BRADFORD WEST GWILLIMBURY HISTORY
1791-- Major S. Holland laid out a settlement of log cabins at the east branch of the Holland River.
1807-- Settlers, mostly of Irish origin, located in West Gwillimbury, north of Bradford.
1819-- The largest settlement in Simcoe Country was established west of Bradford by families from Scotland, had survived Lord Selkirk's Rebellion in the Red River Settlement, now Manitoba. It became the Scotch Settlement. A church, the Auld Kirk, built in 1823 held services in Gaelic.
1824-- Six mills were operating on Scanlon Creek in the Irish settlement north of Bradford. The first corduroy plank road was build across Holland Marsh and the river and as far north as Churchill.
1829-- Bradford's first resident, William Milloy, built a log tavern on the fork of the road that branched west. Later, when the streets of Bradford were laid out, the tavern was isolated. He built another tavern in the Marsh near the bridge, nicknamed "The Bullfrog " by soldiers quartered there during the 1837 rebellion.
1830-- Miss Letitia Magee obtained from the Crown a large block of land, bounded by Holland and Barrie Streets, which extended north to the next concession. Newcomers purchased land from her.
1831-- John Edmanson built a tavern in the centre of the new settlement Bradford which was named after Bradford, England, as many of the pioneers came from the vicinity of that Yorkshire town.
1835-- In 1835 a post office was established.
1850-- Transportation was by stage via plank road or by water, i.e. steamboat from the dock by the bridge of points around Lake Simcoe.
1853-- The first railway built in Upper Canada reached Bradford on June 15. By 1866, 7000 passengers used the train. The railway brought to Bradford an era of boom prosperity. It became the focal point for South Simcoe trade.
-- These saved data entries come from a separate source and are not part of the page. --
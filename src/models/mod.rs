//! # Data Models
//!
//! SeaORM entities for the upstream partitions, the reference tables and the
//! two materialized views.

pub mod best_seller;
pub mod best_sellers_view;
pub mod entity_product_mapping;
pub mod geo_target;
pub mod inventory_view;
pub mod language_code;
pub mod price_competitiveness;
pub mod price_insight;
pub mod product;
pub mod shopping_product_stat;

pub use best_seller::Entity as BestSeller;
pub use best_sellers_view::Entity as BestSellersView;
pub use entity_product_mapping::Entity as EntityProductMapping;
pub use geo_target::Entity as GeoTarget;
pub use inventory_view::Entity as InventoryView;
pub use language_code::Entity as LanguageCode;
pub use price_competitiveness::Entity as PriceCompetitiveness;
pub use price_insight::Entity as PriceInsight;
pub use product::Entity as Product;
pub use shopping_product_stat::Entity as ShoppingProductStat;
The Plank Road had been extended from Bradford to Bond Head about 1 1/2 years prior to the arrival of the railway. It is now Highway 88.
1857-- Bradford was incorporated as a village. Thomas Driffill became the first Reeve on January 1, 1858. The population was about 1,000 persons.
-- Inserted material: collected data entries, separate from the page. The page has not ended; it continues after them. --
//! # Merchant Views Entry Point
//!
//! Applies migrations, loads the reference exports and materializes the
//! views for the configured merchant and ads customer.

use std::path::PathBuf;
use std::process::ExitCode;
use std::sync::Arc;

use anyhow::{Context, Result};
use clap::{Parser, Subcommand, ValueEnum};
use merchant_views::{
    config::{AppConfig, ConfigLoader},
    db,
    materializer::{Materializer, ViewKind},
    seeds::seed_reference_tables,
    telemetry::init_tracing,
};
use tracing::{error, info};

#[derive(Debug, Parser)]
#[command(name = "merchant-views", version, about = "Merchant-center view materializer")]
struct Cli {
    #[command(subcommand)]
    command: Command,
}

#[derive(Debug, Subcommand)]
enum Command {
    /// Apply pending schema migrations.
    Migrate,
    /// Replace the geo-target and language reference tables from CSV exports.
    LoadReference {
        #[arg(long, value_name = "CSV")]
        geo_targets: PathBuf,
        #[arg(long, value_name = "CSV")]
        language_codes: PathBuf,
    },
    /// Rebuild one or both views.
    Materialize {
        #[arg(value_enum, default_value_t = ViewSelection::All)]
        view: ViewSelection,
    },
}

#[derive(Debug, Clone, Copy, PartialEq, Eq, ValueEnum)]
enum ViewSelection {
    Inventory,
    BestSellers,
    All,
}

impl ViewSelection {
    fn views(self) -> Vec<ViewKind> {
        match self {
            Self::Inventory => vec![ViewKind::Inventory],
            Self::BestSellers => vec![ViewKind::BestSellers],
            Self::All => ViewKind::ALL.to_vec(),
        }
    }
}

#[tokio::main]
async fn main() -> ExitCode {
    let cli = Cli::parse();
    match run(cli).await {
        Ok(()) => ExitCode::SUCCESS,
        Err(err) => {
            error!(error = %format!("{err:#}"), "merchant-views failed");
            eprintln!("Error: {err:#}");
            ExitCode::FAILURE
        }
    }
}

async fn run(cli: Cli) -> Result<()> {
    let config = ConfigLoader::new().load().context("loading configuration")?;
    match &cli.command {
        Command::Materialize { .. } => config.validate(),
        _ => config.validate_runtime(),
    }
    .context("validating configuration")?;

    init_tracing(&config).context("initializing tracing")?;
    info!(profile = %config.profile, "Loaded configuration");
    if let Ok(redacted) = config.redacted_json() {
        tracing::debug!(config = %redacted, "Effective configuration");
    }

    let db = db::init_pool(&config)
        .await
        .context("initializing database connection pool")?;

    match cli.command {
        Command::Migrate => {
            db::run_migrations(&db).await.context("running migrations")?;
            info!("Migrations applied");
        }
        Command::LoadReference {
            geo_targets,
            language_codes,
        } => {
            let summary = seed_reference_tables(&db, &geo_targets, &language_codes)
                .await
                .context("loading reference tables")?;
            info!(
                geo_targets = summary.geo_targets,
                language_codes = summary.language_codes,
                "Reference tables replaced"
            );
        }
        Command::Materialize { view } => materialize(&config, db, view).await?,
    }

    Ok(())
}

async fn materialize(
    config: &AppConfig,
    db: sea_orm::DatabaseConnection,
    selection: ViewSelection,
) -> Result<()> {
    let namespace = config.namespace().context("resolving source namespace")?;
    let materializer = Materializer::new(Arc::new(db), namespace, config.run_scope());

    let reports = materializer.run(&selection.views()).await?;
    for report in reports {
        info!(
            view = %report.view,
            rows_written = report.rows_written,
            "Materialized view"
        );
    }
    Ok(())
}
1871-- May 23, the main core of Bradford was devastated by fire. It left 130 homes and businesses in ashes. From the ashes a new and improved Bradford arose, with buildings made of brick.
1872-- Bradford prospered with businesses such as lumber and mattress making using Marsh hay. Horses used in the harvesting of the hay used wooden snowshoes like clogs strapped to their front feet to prevent them from sinking into the marsh. The date of the earliest records of a library are dated 1879
1902 & 1905-- Lacrosse, learned from the Indians, was the sport of the time and the whole town closed down when a home game was scheduled. In these years the Bradford boys won the Ontario Lacrosse Championships.
1923-- Professor William Day started the drainage system to prepare the Holland Marsh for cultivation. He buried old cars to form dykes and planted willows on top to anchor them. This kept the drainage canals from overflowing into the fields. Now thousands of acres are under cultivation yielding crops of vegetables selling for millions of dollars.
1930-- A waterwork system, with water supplied from drilled wells, was installed in Bradford.
1954-- Hurricane Hazel struck the area. The pumps on the Marsh were unable to control the water and the entire Marsh was flooded. About three thousand persons were made homeless. The Bradford Rotary Club set up a trailer camp at the Community Centre.
1959-- On February 11 the main section of Bradford was again destroyed by fire, north west of the main intersection.
1960-- Bradford was incorporated from a Village to a Town. The same year the first sanitary sewer system was installed.
1982-- Go Transit had its inaugural run of the Go Train service on September 7.
1991-- On January 1, the Town of Bradford and the Township of West Gwillimbury were amalgamated and became the Town of Bradford West Gwillimbury.